Pubdate: Sat, 20 Jul 2002
Source: Coast Reporter (CN BC)
Copyright: 2002 Coast Reporter
Contact:  http://www.suncoastbc.net/news_info/index.html
Details: http://www.mapinc.org/media/580
Author: Jane Seed, co-editor

JUDGE ADJOURNS POT EXILES' 'LIFE AND DEATH' HEARING

U.S. pot exile Steve Kubby says he'll have to keep buying marijuana on
the black market to stay alive after B.C. Supreme Court adjourned his
request for a 'temporary exemption' to drug laws until next month.

Kubby had asked to appear before a judge in B.C. Supreme Court in
Chilliwack to seek an exemption from drug charges laid after police
found marijuana plants at his Sechelt home.

Kubby also wants to ask the judge to order police to hand back pot
seized by Sechelt RCMP on 'life and death' medical grounds.

"I'm hoping that a judge will say that under the Charter of Rights, we
have the right when there's clearly a medical need to do what we were
doing without being treated like criminals," Kubby told the Coast Reporter.

But federal prosecutors working on the case told the judge they
weren't ready to go ahead with arguments in court on July 15.

Kubby called adjournment of his case disappointing.  "What part of
life and dearth do they not understand?" he said.

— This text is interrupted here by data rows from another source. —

use std::num::NonZeroUsize;
use std::sync::Arc;

use tokio::task::JoinSet;
use tokio::time::Instant;
use tracing::debug;

use crate::error::HttpError;
use crate::http::{FetchRequest, Transport};

use super::engine::Engine;
use super::latency::{LATENCY_PROBE_BYTES, LATENCY_PROBES, LatencySummary};
use super::speed::measure_speed;
use super::trim::trim_outliers;

/// Runs timed transfers through a shared [`Transport`].
#[derive(Clone)]
pub struct Meter {
    transport: Arc<dyn Transport>,
}

impl Meter {
    #[must_use]
    pub const fn new(transport: Arc<dyn Transport>) -> Self {
        Self { transport }
    }

    #[must_use]
    pub fn transport(&self) -> &dyn Transport {
        self.transport.as_ref()
    }

    /// Probes round-trip time with small downloads.
    ///
    /// Failed probes are dropped; with no successful probe every slot is zero.
    pub async fn latency(&self) -> LatencySummary {
        let request = FetchRequest::download(LATENCY_PROBE_BYTES);
        let mut samples = Vec::with_capacity(LATENCY_PROBES);
        for probe in 0..LATENCY_PROBES {
            let started = Instant::now();
            match fetch_body(self.transport.as_ref(), &request).await {
                Ok(()) => samples.push(elapsed_ms(started)),
                Err(err) => debug!("Latency probe {} failed: {}", probe, err),
            }
        }
        LatencySummary::from_samples(&samples)
    }

    /// Sequential downloads of `bytes`, trimmed once all iterations finish.
    pub async fn download(&self, bytes: u64, iterations: usize) -> Vec<f64> {
        let request = FetchRequest::download(bytes);
        let mut samples = Vec::with_capacity(iterations);
        for _ in 0..iterations {
            if let Some(speed) = timed_download(self.transport.as_ref(), &request, bytes).await {
                samples.push(speed);
            }
        }
        trim_outliers(samples)
    }

    /// Sequential uploads of `bytes` zero characters, trimmed like downloads.
    ///
    /// An empty response body still counts as a successful upload.
    pub async fn upload(&self, bytes: u64, iterations: usize) -> Vec<f64> {
        let request = FetchRequest::upload(bytes);
        let mut samples = Vec::with_capacity(iterations);
        for iteration in 0..iterations {
            let started = Instant::now();
            match self.transport.fetch(&request).await {
                Ok(_) => samples.push(measure_speed(bytes, elapsed_ms(started))),
                Err(err) => debug!(
                    "Upload of {} bytes failed (iteration {}): {}",
                    bytes, iteration, err
                ),
            }
        }
        trim_outliers(samples)
    }

    /// Downloads in batches of at most `workers` concurrent transfers.
    ///
    /// Every batch is joined before the next one starts. Samples are kept in
    /// completion order, failures count as `0.0` and nothing is trimmed.
    pub async fn download_parallel(
        &self,
        bytes: u64,
        iterations: usize,
        workers: NonZeroUsize,
    ) -> Vec<f64> {
        let mut samples = Vec::with_capacity(iterations);
        let mut remaining = iterations;
        while remaining > 0 {
            let batch = remaining.min(workers.get());
            let mut set = JoinSet::new();
            for _ in 0..batch {
                let transport = Arc::clone(&self.transport);
                set.spawn(async move {
                    let request = FetchRequest::download(bytes);
                    timed_download(transport.as_ref(), &request, bytes).await
                });
            }
            while let Some(joined) = set.join_next().await {
                match joined {
                    Ok(Some(speed)) => samples.push(speed),
                    Ok(None) => samples.push(0.0),
                    Err(err) => {
                        debug!("Parallel download task of {} bytes aborted: {}", bytes, err);
                        samples.push(0.0);
                    }
                }
            }
            remaining = remaining.saturating_sub(batch);
        }
        samples
    }

    /// Downloads with whichever strategy `engine` names.
    pub async fn download_with(&self, engine: Engine, bytes: u64, iterations: usize) -> Vec<f64> {
        match engine {
            Engine::Sequential => self.download(bytes, iterations).await,
            Engine::Parallel { workers } => {
                self.download_parallel(bytes, iterations, workers).await
            }
        }
    }

    /// Throwaway requests that open the connection before anything is timed.
    pub async fn warm_up(&self, requests: usize, yield_between: bool) {
        let request = FetchRequest::download(LATENCY_PROBE_BYTES);
        for attempt in 0..requests {
            if let Err(err) = self.transport.fetch(&request).await {
                debug!("Warm-up request {} failed: {}", attempt, err);
            }
            if yield_between {
                pause().await;
            }
        }
    }
}

/// Short sleep that lets other tasks and the OS scheduler catch up.
pub(crate) async fn pause() {
    tokio::time::sleep(std::time::Duration::from_millis(10)).await;
}

async fn timed_download(
    transport: &dyn Transport,
    request: &FetchRequest,
    bytes: u64,
) -> Option<f64> {
    let started = Instant::now();
    match fetch_body(transport, request).await {
        Ok(()) => Some(measure_speed(bytes, elapsed_ms(started))),
        Err(err) => {
            debug!("Download of {} bytes failed: {}", bytes, err);
            None
        }
    }
}

/// A download only counts when the body arrived and is non-empty.
async fn fetch_body(transport: &dyn Transport, request: &FetchRequest) -> Result<(), HttpError> {
    let body = transport.fetch(request).await?;
    if body.is_empty() {
        return Err(HttpError::EmptyBody {
            url: request.path.clone(),
        });
    }
    Ok(())
}

fn elapsed_ms(started: Instant) -> f64 {
    started.elapsed().as_secs_f64() * 1000.0
}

Kubby, who suffers from adrenal cancer, says smoking pot is the only
thing that protects him from heart attacks and strokes which result
when his cancer cells start producing extra adrenaline.

Steve and Michele Kubby, high-profile medicinal pot activists from
California, moved to the Sunshine Coast last year with their children
ages six and two.

Steve Kubby was arrested on an immigration warrant in April after
coming to the attention of Sechelt RCMP in media reports about
medicinal marijuana.

U.S. officials want Steve Kubby to serve a four-month jail sentence
for a California conviction for possessing a trace amount of
hallucinogenic mushroom.

The Kubby's say that isn't possible because Kubby wouldn't be allowed
access to the marijuana they say is keeping him alive.

Following an immigration hearing on the Lower mainland, the couple
returned to the Coast and applied for political refugee status as
members of a persecuted social group.

The Kubby issued a writ to the B.C. Supreme Court earlier this month
after hearing that an applicant was successful in a similar case that
came before the B.C. Supreme Court at the end of June.

The writ says "the Controlled Drugs and Substances Act fails to
adequately exempt persons from criminal liability who possess or
produce marijuana for personal medical use."